**Task directions**
Give back every line of the data, transcribed exactly.

Items from a data source:
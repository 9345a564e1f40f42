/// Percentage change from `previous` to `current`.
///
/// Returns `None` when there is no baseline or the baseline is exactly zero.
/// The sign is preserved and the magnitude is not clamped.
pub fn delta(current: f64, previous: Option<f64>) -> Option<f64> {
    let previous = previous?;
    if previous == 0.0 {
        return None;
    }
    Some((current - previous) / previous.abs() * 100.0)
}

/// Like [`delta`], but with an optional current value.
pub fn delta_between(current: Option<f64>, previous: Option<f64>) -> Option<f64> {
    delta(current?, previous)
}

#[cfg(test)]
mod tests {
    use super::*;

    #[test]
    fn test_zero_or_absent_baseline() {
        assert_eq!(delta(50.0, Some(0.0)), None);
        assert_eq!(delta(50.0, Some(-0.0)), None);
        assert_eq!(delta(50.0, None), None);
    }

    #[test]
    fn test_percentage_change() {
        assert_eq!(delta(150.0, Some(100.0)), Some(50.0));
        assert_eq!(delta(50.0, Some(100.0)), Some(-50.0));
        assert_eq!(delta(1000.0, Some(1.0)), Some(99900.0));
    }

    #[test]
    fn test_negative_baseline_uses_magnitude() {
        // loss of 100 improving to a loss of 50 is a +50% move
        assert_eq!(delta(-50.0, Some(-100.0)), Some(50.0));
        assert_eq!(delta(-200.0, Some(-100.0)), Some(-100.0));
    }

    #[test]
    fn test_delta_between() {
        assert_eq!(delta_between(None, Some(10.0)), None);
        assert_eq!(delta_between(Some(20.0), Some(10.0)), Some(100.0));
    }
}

**Result of this task**
repository 9345a564e1f40f42
/// Percentage change from `previous` to `current`.
///
/// Returns `None` when there is no baseline or the baseline is exactly zero.
/// The sign is preserved and the magnitude is not clamped.
pub fn delta(current: f64, previous: Option<f64>) -> Option<f64> {
    let previous = previous?;
    if previous == 0.0 {
        return None;
    }
    Some((current - previous) / previous.abs() * 100.0)
}

/// Like [`delta`], but with an optional current value.
pub fn delta_between(current: Option<f64>, previous: Option<f64>) -> Option<f64> {
    delta(current?, previous)
}

#[cfg(test)]
mod tests {
    use super::*;

    #[test]
    fn test_zero_or_absent_baseline() {
        assert_eq!(delta(50.0, Some(0.0)), None);
        assert_eq!(delta(50.0, Some(-0.0)), None);
        assert_eq!(delta(50.0, None), None);
    }

    #[test]
    fn test_percentage_change() {
        assert_eq!(delta(150.0, Some(100.0)), Some(50.0));
        assert_eq!(delta(50.0, Some(100.0)), Some(-50.0));
        assert_eq!(delta(1000.0, Some(1.0)), Some(99900.0));
    }

    #[test]
    fn test_negative_baseline_uses_magnitude() {
        // loss of 100 improving to a loss of 50 is a +50% move
        assert_eq!(delta(-50.0, Some(-100.0)), Some(50.0));
        assert_eq!(delta(-200.0, Some(-100.0)), Some(-100.0));
    }

    #[test]
    fn test_delta_between() {
        assert_eq!(delta_between(None, Some(10.0)), None);
        assert_eq!(delta_between(Some(20.0), Some(10.0)), Some(100.0));
    }
}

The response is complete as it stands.